Thinking Mobile First

Woman holding phone

Google says people are 5 times more likely to leave a site if it isn’t mobile-friendly.

 

The world has gone mobile and whether your site is mobile-friendly and in need of a little user experience optimization or needs a full redesign, the time has come to start thinking mobile first. Today, most people are using a mobile device to search. In fact, as early as 2015 Google said “more Google searches take place on mobile devices than on computers in 10 countries including the US and Japan.” Considering this reality, Google is experimenting with making their index mobile-first to better serve the growing majority of their users.

Mobile-First Indexing

Google announced the roll out of a mobile-first index back in November of 2016. What this basically means is that they are actively moving their algorithms away from looking at the desktop version of a page’s content to evaluate its relevance and instead looking to the mobile content on the page. Though still in an experimental phase, they soon plan to “primarily use the mobile version of a site’s content to rank pages from that site, to understand structured data, and to show snippets from those pages in our results.”

This has serious implications for mobile sites currently configured to have different content across mobile and desktop, such as sites using dynamic serving and separate URL designs, which both serve different HTML to the user and to Googlebot. Those with responsive design sites shouldn’t have much to worry about as the content of the desktop and mobile sites are identical.

Mobile First SEO

If your site is ranking well in search results now, that ranking is based on content and other ranking signals taken from the desktop version of your site and perhaps improved by the mere fact that you have a mobile-friendly site. However, when the mobile-first index rolls out fully (this could happen in a matter of months) your rankings in the search results will be based on whatever mobile version you’ve put out there. So, it’s a good time to make sure your mobile-friendly site is shining to avoid slipping in the search results.  You can use the resources below to get started.

Putting Mobile Users First

To their credit, Google has been trying to get the word out for years; sites that aren’t mobile-friendly annoy users and hurt businesses. The impending mobile-first index is just the latest example of their attempt to put mobile users first.

A 2012 Google survey of mobile users aired the frustrations many mobile searchers are still encountering online today.
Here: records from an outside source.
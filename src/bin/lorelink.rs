//! lorelink CLI: campaign-note tagger with HTTP and MCP servers.
//!
//! Usage:
//!   lorelink serve [--host h] [--port p]
//!   lorelink mcp [--transport stdio]
//!   lorelink tag <text> --note-id N --owner-id N [--document file.json]
//!   lorelink vocab status|rebuild
//!   lorelink catalog add <table> <names...>
//!   lorelink node show <id> | find <name> --owner-id N [--type T]
//!
//! Every command accepts --config and --db.

use clap::{Parser, Subcommand};
use lorelink::{
    Config, Document, GraphStore, HeuristicAnalyzer, MentionType, OpenStore, SqliteStore,
    TagRequest, TagService,
};
use serde::Serialize;
use std::path::PathBuf;
use std::sync::Arc;
use tracing_subscriber::EnvFilter;

#[derive(Parser)]
#[command(
    name = "lorelink",
    version,
    about = "Tags campaign notes into a graph of people, items, spells, monsters, and locations"
)]
struct Cli {
    #[command(subcommand)]
    command: Commands,
    /// Path to a YAML config file
    #[arg(long, global = true)]
    config: Option<PathBuf>,
    /// Path to SQLite database file (overrides config)
    #[arg(long, global = true)]
    db: Option<PathBuf>,
}

#[derive(Subcommand)]
enum Commands {
    /// Start the HTTP service
    Serve {
        #[arg(long)]
        host: Option<String>,
        #[arg(long)]
        port: Option<u16>,
    },
    /// Start the MCP (Model Context Protocol) server
    Mcp {
        /// Transport type (currently only stdio)
        #[arg(long, default_value = "stdio")]
        transport: String,
    },
    /// Tag one note and print the tagged nodes
    Tag {
        /// Note text
        text: String,
        #[arg(long)]
        note_id: i64,
        #[arg(long)]
        owner_id: i64,
        /// Pre-analyzed document (JSON) to use instead of the built-in analyzer
        #[arg(long)]
        document: Option<PathBuf>,
    },
    /// Inspect or rebuild the vocabulary index
    Vocab {
        #[command(subcommand)]
        action: VocabAction,
    },
    /// Manage catalog tables
    Catalog {
        #[command(subcommand)]
        action: CatalogAction,
    },
    /// Query tagged nodes
    Node {
        #[command(subcommand)]
        action: NodeAction,
    },
}

#[derive(Subcommand)]
enum VocabAction {
    /// Show phrase counts per label
    Status,
    /// Rebuild the index and report whether it succeeded
    Rebuild,
}

#[derive(Subcommand)]
enum CatalogAction {
    /// Add names to a catalog table
    Add {
        /// Table name, e.g. core_spells or bestiary
        table: String,
        #[arg(required = true)]
        names: Vec<String>,
    },
}

#[derive(Subcommand)]
enum NodeAction {
    /// Show a node with its mentions, links, and relationships
    Show { id: i64 },
    /// Find an owner's nodes by name
    Find {
        name: String,
        #[arg(long)]
        owner_id: i64,
        #[arg(long = "type")]
        node_type: Option<String>,
    },
}

fn init_logging(config: &Config) {
    let filter = EnvFilter::try_from_default_env()
        .unwrap_or_else(|_| EnvFilter::new(&config.log.filter));
    tracing_subscriber::fmt()
        .with_writer(std::io::stderr)
        .with_env_filter(filter)
        .init();
}

fn load_config(path: Option<&PathBuf>, db: Option<PathBuf>) -> Result<Config, String> {
    let mut config = Config::load(path.map(|p| p.as_path())).map_err(|e| e.to_string())?;
    if let Some(db) = db {
        config.database = db;
    }
    Ok(config)
}

fn open_store(config: &Config) -> Result<Arc<SqliteStore>, String> {
    let path = config.database_path();
    SqliteStore::open(&path)
        .map(Arc::new)
        .map_err(|e| format!("Failed to open database at {}: {}", path.display(), e))
}

fn open_service(config: &Config) -> Result<Arc<TagService>, String> {
    let store = open_store(config)?;
    Ok(Arc::new(TagService::new(
        store,
        Arc::new(HeuristicAnalyzer::new()),
        config.vocabulary.sources.clone(),
    )))
}

fn print_json<T: Serialize>(value: &T) -> i32 {
    match serde_json::to_string_pretty(value) {
        Ok(json) => {
            println!("{}", json);
            0
        }
        Err(e) => {
            eprintln!("Error: {}", e);
            1
        }
    }
}

fn cmd_serve(config: &Config, service: Arc<TagService>) -> i32 {
    let rt = match tokio::runtime::Runtime::new() {
        Ok(rt) => rt,
        Err(e) => {
            eprintln!("Error: failed to create tokio runtime: {}", e);
            return 1;
        }
    };
    match rt.block_on(lorelink::http::serve(service, &config.server.bind_address())) {
        Ok(()) => 0,
        Err(e) => {
            eprintln!("Error: {}", e);
            1
        }
    }
}

fn cmd_tag(
    service: &TagService,
    text: String,
    note_id: i64,
    owner_id: i64,
    document: Option<PathBuf>,
) -> i32 {
    let mut request = TagRequest::new(text, note_id, owner_id);
    if let Some(path) = document {
        let parsed = std::fs::read_to_string(&path)
            .map_err(|e| e.to_string())
            .and_then(|json| Document::from_json(&json).map_err(|e| e.to_string()));
        match parsed {
            Ok(doc) => request = request.with_document(doc),
            Err(e) => {
                eprintln!("Error: failed to read document {}: {}", path.display(), e);
                return 1;
            }
        }
    }
    if owner_id <= 0 {
        eprintln!("Error: --owner-id must be positive");
        return 1;
    }

    match service.tag(&request) {
        Ok(tagged) => print_json(&tagged),
        Err(e) => {
            eprintln!("Error: {}", e);
            1
        }
    }
}

fn cmd_vocab(service: &TagService, action: VocabAction) -> i32 {
    let status = match action {
        VocabAction::Status => service.status(),
        VocabAction::Rebuild => service.rebuild(),
    };
    match status {
        Ok(status) => {
            let code = print_json(&status);
            if status.ready {
                code
            } else {
                1
            }
        }
        Err(e) => {
            eprintln!("Error: {}", e);
            1
        }
    }
}

fn cmd_catalog_add(store: &SqliteStore, table: &str, names: &[String]) -> i32 {
    match store.add_catalog_terms(table, names) {
        Ok(added) => {
            println!("Added {} name(s) to {}", added, table);
            0
        }
        Err(e) => {
            eprintln!("Error: {}", e);
            1
        }
    }
}

#[derive(Serialize)]
struct NodeDetail {
    node: lorelink::NodeRecord,
    mentions: Vec<lorelink::MentionRecord>,
    links: Vec<lorelink::CoMention>,
    relationships: Vec<lorelink::Containment>,
}

fn cmd_node(store: &SqliteStore, action: NodeAction) -> i32 {
    let result = match action {
        NodeAction::Show { id } => store.get_node(id).and_then(|node| {
            let Some(node) = node else {
                return Ok(None);
            };
            Ok(Some(NodeDetail {
                mentions: store.mentions_for_node(id)?,
                links: store.links_from(id)?,
                relationships: store.relationships_for(id)?,
                node,
            }))
        }),
        NodeAction::Find { name, owner_id, node_type } => {
            let node_type = node_type.as_deref().map(MentionType::parse);
            return match store.find_nodes_by_name(&name, owner_id, node_type.as_ref()) {
                Ok(nodes) => print_json(&nodes),
                Err(e) => {
                    eprintln!("Error: {}", e);
                    1
                }
            };
        }
    };

    match result {
        Ok(Some(detail)) => print_json(&detail),
        Ok(None) => {
            eprintln!("Error: node not found");
            1
        }
        Err(e) => {
            eprintln!("Error: {}", e);
            1
        }
    }
}

fn main() {
    let cli = Cli::parse();
    let mut config = match load_config(cli.config.as_ref(), cli.db) {
        Ok(c) => c,
        Err(e) => {
            eprintln!("Error: {}", e);
            std::process::exit(1);
        }
    };
    init_logging(&config);

    let code = match cli.command {
        Commands::Serve { host, port } => {
            if let Some(host) = host {
                config.server.host = host;
            }
            if let Some(port) = port {
                config.server.port = port;
            }
            match open_service(&config) {
                Ok(service) => cmd_serve(&config, service),
                Err(e) => {
                    eprintln!("Error: {}", e);
                    1
                }
            }
        }
        Commands::Mcp { transport } => {
            if transport != "stdio" {
                eprintln!("error: only 'stdio' transport is currently supported");
                std::process::exit(1);
            }
            match open_service(&config) {
                Ok(service) => lorelink::mcp::run_mcp_server(service),
                Err(e) => {
                    eprintln!("Error: {}", e);
                    1
                }
            }
        }
        Commands::Tag { text, note_id, owner_id, document } => match open_service(&config) {
            Ok(service) => cmd_tag(&service, text, note_id, owner_id, document),
            Err(e) => {
                eprintln!("Error: {}", e);
                1
            }
        },
        Commands::Vocab { action } => match open_service(&config) {
            Ok(service) => cmd_vocab(&service, action),
            Err(e) => {
                eprintln!("Error: {}", e);
                1
            }
        },
        Commands::Catalog {
            action: CatalogAction::Add { table, names },
        } => match open_store(&config) {
            Ok(store) => cmd_catalog_add(&store, &table, &names),
            Err(e) => {
                eprintln!("Error: {}", e);
                1
            }
        },
        Commands::Node { action } => match open_store(&config) {
            Ok(store) => cmd_node(&store, action),
            Err(e) => {
                eprintln!("Error: {}", e);
                1
            }
        },
    };
    std::process::exit(code);
}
The key takeaways from the report should give any digital marketer, webmaster, or business owner pause.

  • 61% of those surveyed said that if they land on a site and don’t find what they are looking for right away, they’ll quickly move on
  • 79% of users who don’t like what they find on a site will return to their search
  • 50% of users said that even if they like a brand, they will use them less often if the website isn’t mobile-friendly

In short, if you provide a poor user experience to your mobile visitors you risk them bouncing from your site, returning to their search to find your competitor, and maybe even abandoning your business altogether. So how can you avoid sending customers to the competition? By providing a good mobile experience. But what constitutes a good mobile site? It’s probably best to ask the users.

When asked what they expect from a mobile-friendly site, respondents in the same survey answered:

  • Big buttons, simple input boxes, and limited pinching
  • Quick access to business information such as phone numbers and directions
  • Fast load times
  • Readable text

Basically, mobile-friendliness is all about design, speed, and user experience. Here’s a simplified formula:

  • Design: Google recommends a responsive design, which is also the best option considering the imminent mobile-first index. Responsive design serves the same HTML code on the same URL regardless of the device, but renders the display differently based on the screen size of the user’s device. This approach has the benefit of offering the user the same familiar experience no matter what device they are using while also eliminating many of the common mistakes that can result from other mobile design options. Check out Lee Honeycutt’s detailed post on responsive design for more on the benefits of this option.
  • Site Speed: Ensure your mobile site isn’t bogged down by unnecessary scripts and that above the fold content renders in the ideal 2-3 seconds for your users. Web developers can use Google’s Mobile Friendly Test to check their speed and for recommendations on improvement. Sometimes, vast improvements can be made with relatively simple solutions such as optimizing or compressing large images.
  • User Experience: Luckily, you don’t have to guess at what mobile users want. This research study, for example, lays the groundwork for mobile design best practices based on extensive user testing. The survey reveals what you already know if you’re a mobile shopper and web-surfer. Mobile users want to be able to accomplish whatever task their undertaking; instantly, with as little hassle as possible, and on their own terms. Best to keep that in mind when optimizing a site for today’s mobile user.

Despite most of this information being available for years now, many sites still aren’t providing a good mobile experience for their visitors. This puts businesses that have already taken the necessary steps to become mobile-friendly at an advantage and presents an opportunity for those who can bring their site up to speed before their competitors. Investing in a mobile-friendly design, especially under the shadow of a fully mobile-first index, and investing in some user-centric optimization could mean a competitive edge for your site.